Stored data:
________________________

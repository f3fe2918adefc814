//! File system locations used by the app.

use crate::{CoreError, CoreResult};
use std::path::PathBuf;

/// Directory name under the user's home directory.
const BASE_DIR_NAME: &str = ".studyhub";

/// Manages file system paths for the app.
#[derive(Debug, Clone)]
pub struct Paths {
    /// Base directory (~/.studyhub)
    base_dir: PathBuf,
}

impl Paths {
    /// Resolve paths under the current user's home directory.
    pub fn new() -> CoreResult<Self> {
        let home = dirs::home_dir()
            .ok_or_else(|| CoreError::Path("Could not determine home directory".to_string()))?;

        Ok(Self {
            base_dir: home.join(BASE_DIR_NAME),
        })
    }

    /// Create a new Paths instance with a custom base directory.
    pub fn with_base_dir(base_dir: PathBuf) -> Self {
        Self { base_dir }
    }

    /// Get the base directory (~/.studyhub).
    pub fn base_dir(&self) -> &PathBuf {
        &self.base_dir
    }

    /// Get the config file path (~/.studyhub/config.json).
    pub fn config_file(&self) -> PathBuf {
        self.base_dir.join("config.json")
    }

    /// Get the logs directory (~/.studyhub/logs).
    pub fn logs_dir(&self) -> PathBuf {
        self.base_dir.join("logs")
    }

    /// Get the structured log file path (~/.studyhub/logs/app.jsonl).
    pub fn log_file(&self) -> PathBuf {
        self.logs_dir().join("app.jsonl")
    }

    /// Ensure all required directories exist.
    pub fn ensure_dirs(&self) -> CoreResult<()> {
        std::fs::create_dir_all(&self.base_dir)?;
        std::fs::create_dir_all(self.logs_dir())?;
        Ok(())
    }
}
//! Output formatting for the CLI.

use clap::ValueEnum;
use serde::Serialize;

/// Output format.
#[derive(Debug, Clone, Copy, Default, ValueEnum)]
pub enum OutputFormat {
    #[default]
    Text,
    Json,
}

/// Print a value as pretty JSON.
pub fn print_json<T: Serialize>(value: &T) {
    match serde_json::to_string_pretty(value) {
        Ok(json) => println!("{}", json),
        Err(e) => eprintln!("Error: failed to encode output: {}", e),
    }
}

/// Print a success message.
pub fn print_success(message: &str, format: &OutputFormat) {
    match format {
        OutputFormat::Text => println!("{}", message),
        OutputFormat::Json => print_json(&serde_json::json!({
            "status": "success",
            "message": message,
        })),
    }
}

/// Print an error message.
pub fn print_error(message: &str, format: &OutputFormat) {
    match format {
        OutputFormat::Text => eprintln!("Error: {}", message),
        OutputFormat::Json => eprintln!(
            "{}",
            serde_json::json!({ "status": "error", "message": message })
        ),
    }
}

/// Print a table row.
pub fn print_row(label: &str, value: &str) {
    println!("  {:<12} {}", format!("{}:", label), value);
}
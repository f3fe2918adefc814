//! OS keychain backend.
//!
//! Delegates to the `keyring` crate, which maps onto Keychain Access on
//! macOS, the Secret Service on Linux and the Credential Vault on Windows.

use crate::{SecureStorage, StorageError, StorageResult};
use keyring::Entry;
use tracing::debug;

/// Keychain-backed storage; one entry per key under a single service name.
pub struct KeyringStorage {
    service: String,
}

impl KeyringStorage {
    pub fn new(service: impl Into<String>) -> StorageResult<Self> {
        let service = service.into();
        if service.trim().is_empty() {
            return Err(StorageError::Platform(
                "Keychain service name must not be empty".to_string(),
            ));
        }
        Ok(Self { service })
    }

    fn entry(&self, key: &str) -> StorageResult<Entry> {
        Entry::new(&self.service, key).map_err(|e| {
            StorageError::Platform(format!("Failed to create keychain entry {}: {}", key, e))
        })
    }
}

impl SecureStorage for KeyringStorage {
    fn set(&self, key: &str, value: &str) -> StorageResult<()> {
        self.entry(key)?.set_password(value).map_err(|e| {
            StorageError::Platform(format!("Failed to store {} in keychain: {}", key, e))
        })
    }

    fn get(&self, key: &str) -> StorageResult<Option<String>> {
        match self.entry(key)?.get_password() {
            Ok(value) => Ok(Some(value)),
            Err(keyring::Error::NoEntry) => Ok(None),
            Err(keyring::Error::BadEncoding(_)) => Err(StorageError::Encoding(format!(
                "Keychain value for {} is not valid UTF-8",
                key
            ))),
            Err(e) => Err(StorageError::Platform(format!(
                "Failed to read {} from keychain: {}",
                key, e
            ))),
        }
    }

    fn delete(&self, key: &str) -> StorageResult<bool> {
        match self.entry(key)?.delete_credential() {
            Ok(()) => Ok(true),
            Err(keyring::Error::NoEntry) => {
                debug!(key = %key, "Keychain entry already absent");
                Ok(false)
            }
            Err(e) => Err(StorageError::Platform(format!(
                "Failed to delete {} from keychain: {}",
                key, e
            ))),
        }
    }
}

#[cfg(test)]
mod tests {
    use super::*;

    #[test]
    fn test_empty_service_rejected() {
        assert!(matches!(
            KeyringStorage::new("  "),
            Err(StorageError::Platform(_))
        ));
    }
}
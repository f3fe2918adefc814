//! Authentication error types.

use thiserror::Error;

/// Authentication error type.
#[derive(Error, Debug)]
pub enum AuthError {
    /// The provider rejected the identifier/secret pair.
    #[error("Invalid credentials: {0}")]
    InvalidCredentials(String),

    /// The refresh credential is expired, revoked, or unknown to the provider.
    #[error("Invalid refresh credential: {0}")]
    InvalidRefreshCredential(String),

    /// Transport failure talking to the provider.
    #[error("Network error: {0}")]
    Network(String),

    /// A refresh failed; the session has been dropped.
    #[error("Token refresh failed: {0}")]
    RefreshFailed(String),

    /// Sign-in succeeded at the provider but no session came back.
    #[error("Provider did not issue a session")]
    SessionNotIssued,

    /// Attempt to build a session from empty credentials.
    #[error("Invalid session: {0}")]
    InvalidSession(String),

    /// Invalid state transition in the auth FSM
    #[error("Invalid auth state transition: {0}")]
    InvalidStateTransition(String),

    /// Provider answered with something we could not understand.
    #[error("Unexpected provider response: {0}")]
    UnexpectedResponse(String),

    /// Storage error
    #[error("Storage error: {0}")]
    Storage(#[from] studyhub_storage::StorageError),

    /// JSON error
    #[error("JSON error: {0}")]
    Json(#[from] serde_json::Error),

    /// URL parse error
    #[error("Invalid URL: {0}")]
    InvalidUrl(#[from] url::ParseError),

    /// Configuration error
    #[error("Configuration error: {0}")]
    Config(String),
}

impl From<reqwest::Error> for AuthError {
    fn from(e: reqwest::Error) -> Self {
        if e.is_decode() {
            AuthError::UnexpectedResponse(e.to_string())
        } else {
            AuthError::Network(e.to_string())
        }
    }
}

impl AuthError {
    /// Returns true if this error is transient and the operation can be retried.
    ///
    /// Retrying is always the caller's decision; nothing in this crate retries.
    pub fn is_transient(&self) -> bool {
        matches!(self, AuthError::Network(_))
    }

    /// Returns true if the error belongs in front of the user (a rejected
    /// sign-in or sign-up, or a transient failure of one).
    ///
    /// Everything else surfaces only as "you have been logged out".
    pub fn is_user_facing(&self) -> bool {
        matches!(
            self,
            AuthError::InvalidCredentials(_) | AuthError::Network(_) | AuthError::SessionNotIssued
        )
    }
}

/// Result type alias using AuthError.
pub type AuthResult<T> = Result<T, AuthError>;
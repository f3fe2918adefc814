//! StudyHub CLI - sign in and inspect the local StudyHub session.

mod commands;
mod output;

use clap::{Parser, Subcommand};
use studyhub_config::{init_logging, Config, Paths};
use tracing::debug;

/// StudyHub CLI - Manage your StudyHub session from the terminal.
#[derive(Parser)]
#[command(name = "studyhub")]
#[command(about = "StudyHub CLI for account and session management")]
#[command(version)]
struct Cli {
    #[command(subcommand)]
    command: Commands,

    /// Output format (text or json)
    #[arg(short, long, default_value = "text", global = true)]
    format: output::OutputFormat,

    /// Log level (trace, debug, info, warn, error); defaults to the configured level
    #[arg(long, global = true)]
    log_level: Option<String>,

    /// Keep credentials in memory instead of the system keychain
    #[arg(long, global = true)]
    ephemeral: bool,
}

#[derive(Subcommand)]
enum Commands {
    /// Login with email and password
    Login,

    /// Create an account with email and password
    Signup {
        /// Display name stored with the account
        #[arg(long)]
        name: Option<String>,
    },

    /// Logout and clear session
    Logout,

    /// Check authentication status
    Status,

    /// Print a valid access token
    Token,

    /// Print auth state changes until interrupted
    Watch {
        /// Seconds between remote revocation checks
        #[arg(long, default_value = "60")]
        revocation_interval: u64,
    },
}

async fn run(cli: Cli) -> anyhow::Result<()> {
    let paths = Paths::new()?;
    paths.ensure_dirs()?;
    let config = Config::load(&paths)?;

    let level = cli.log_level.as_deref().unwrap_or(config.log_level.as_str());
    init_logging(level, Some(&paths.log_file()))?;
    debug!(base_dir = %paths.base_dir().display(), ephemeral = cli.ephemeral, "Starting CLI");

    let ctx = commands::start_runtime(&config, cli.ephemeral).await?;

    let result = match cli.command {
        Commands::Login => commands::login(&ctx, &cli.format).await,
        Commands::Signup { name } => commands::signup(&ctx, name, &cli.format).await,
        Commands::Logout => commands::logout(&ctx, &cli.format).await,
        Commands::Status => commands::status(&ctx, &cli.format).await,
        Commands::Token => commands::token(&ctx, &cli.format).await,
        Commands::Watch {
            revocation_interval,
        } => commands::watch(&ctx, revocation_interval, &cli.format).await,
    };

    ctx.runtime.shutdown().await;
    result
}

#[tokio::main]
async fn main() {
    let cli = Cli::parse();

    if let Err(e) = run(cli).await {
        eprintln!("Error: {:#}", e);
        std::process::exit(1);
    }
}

________________________

= Task details =
Copy out each line of the data where the string "ephemeral" appears.

= Solution to the problem =
    ephemeral: bool,
    debug!(base_dir = %paths.base_dir().display(), ephemeral = cli.ephemeral, "Starting CLI");
    let ctx = commands::start_runtime(&config, cli.ephemeral).await?;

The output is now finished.